Courts across Michigan generate $418 million per year to fund their own operating expenses. They don’t raise $418 million by finding people innocent.

But wait, there’s news. The 5th Circuit Court of the United States Court of Appeals just ruled that when judges have a personal interest in collecting costs from a defendant, they have a conflict of interest. The court said that they can’t rule in a case where their own court stands to benefit. In the 5th Circuit Court case, the judges personally didn’t benefit, but their staff salaries and operating expenditures came from some of the funds collected in court costs. And the U.S. Court of Appeals said nope.

The history of this is a bit twisted. So stay with me.
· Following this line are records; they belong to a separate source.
pub mod checksum;
pub mod engine;
pub mod matcher;
pub mod rewriter;
pub mod view;

pub use engine::{Evaluation, match_and_rewrite};
pub use rewriter::Verdict;
pub use view::PacketLayout;
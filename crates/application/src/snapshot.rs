use std::sync::Arc;

use arc_swap::ArcSwap;
use domain::compiler::CompiledRule;
use domain::rule::Rule;

/// Immutable view of the rule set handed to packet workers.
///
/// Every successful control-plane mutation publishes a new snapshot with
/// a higher generation. Workers load one snapshot per packet batch and
/// keep using it until the batch is done, so a concurrent table growth or
/// rule deletion never changes the rules a batch is evaluated against.
#[derive(Debug, Clone, Default)]
pub struct RuleSnapshot {
    pub generation: u64,
    /// Whether at least one rule is installed.
    pub active: bool,
    pub rules: Vec<Arc<CompiledRule>>,
    pub any_rule_uses_tcp_options: bool,
}

impl RuleSnapshot {
    pub fn new(generation: u64, rules: Vec<Arc<CompiledRule>>) -> Self {
        Self {
            generation,
            active: !rules.is_empty(),
            any_rule_uses_tcp_options: rules.iter().any(|r| r.rule.uses_tcp_options()),
            rules,
        }
    }

    /// Rules in evaluation order.
    pub fn rules(&self) -> impl Iterator<Item = &Rule> + Clone {
        self.rules.iter().map(|r| &r.rule)
    }
}

/// Shared handle workers read snapshots from.
pub type SnapshotReader = Arc<ArcSwap<RuleSnapshot>>;

pub fn empty_reader() -> SnapshotReader {
    Arc::new(ArcSwap::from_pointee(RuleSnapshot::default()))
}
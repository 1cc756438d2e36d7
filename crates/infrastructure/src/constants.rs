use std::time::Duration;

// ── Paths ──────────────────────────────────────────────────────────

pub const DEFAULT_CONFIG_PATH: &str = "/etc/mmb/config.yaml";

// ── Channel capacities ─────────────────────────────────────────────

/// Batches queued for a packet worker.
pub const PACKET_CHANNEL_CAPACITY: usize = 1_024;
/// Processed packets queued for output.
pub const OUTPUT_CHANNEL_CAPACITY: usize = 4_096;

// ── Packet path ────────────────────────────────────────────────────

/// Packets handed to a worker per snapshot load.
pub const DEFAULT_BATCH_SIZE: usize = 32;

// ── Timeouts ───────────────────────────────────────────────────────

pub const GRACEFUL_SHUTDOWN_TIMEOUT: Duration = Duration::from_secs(5);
In 2014, the Michigan Supreme Court decided the People v. Cunningham case. That case threw half of a wet blanket on court fees. The Michigan Supreme Court said that the court couldn’t impose a cost unless they were authorized by the legislature to impose that cost.
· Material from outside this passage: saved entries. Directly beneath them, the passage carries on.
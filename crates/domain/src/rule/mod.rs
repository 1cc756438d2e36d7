pub mod entity;
pub mod error;
pub mod option;
mod validate;

pub use entity::{Condition, MatchPredicate, Rule, TargetAction, TargetKeyword};
pub use option::{OptionStripList, TcpOptionValue};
And what do you think the legislature did? They ran out and passed a law that authorized the courts to collect fees. But that law is only in effect until 2020.

So someone challenged that by bringing a new court case, People v. Cameron. The Michigan Court of Appeals upheld the new law as constitutional. The Michigan Supreme Court declined to look at the case.

But in the meantime, someone saw the writing on the wall, because the Michigan Trial Court Funding Commission quietly began working on a new funding scheme that sounds a little more constitutional.

So what the Michigan Supreme Court did was decline to accept the application for leave to appeal, so that $418 million in annual court funding around the state wouldn’t go poof. The Michigan Supreme Court punted in order to give administrators time to figure out how to run the courts and follow the constitution at the same time.

Chief Justice Bridget Mary McCormack more or less admits as much. In her concurring opinion denying leave to appeal, Chief Justice McCormack said that trial court funding is a “long-simmering” problem in Michigan. She said that denying leave to appeal will “allow our current system of trial court funding in Michigan to limp forward.” She then goes on to tell the legislature to pass the new, centralized funding scheme.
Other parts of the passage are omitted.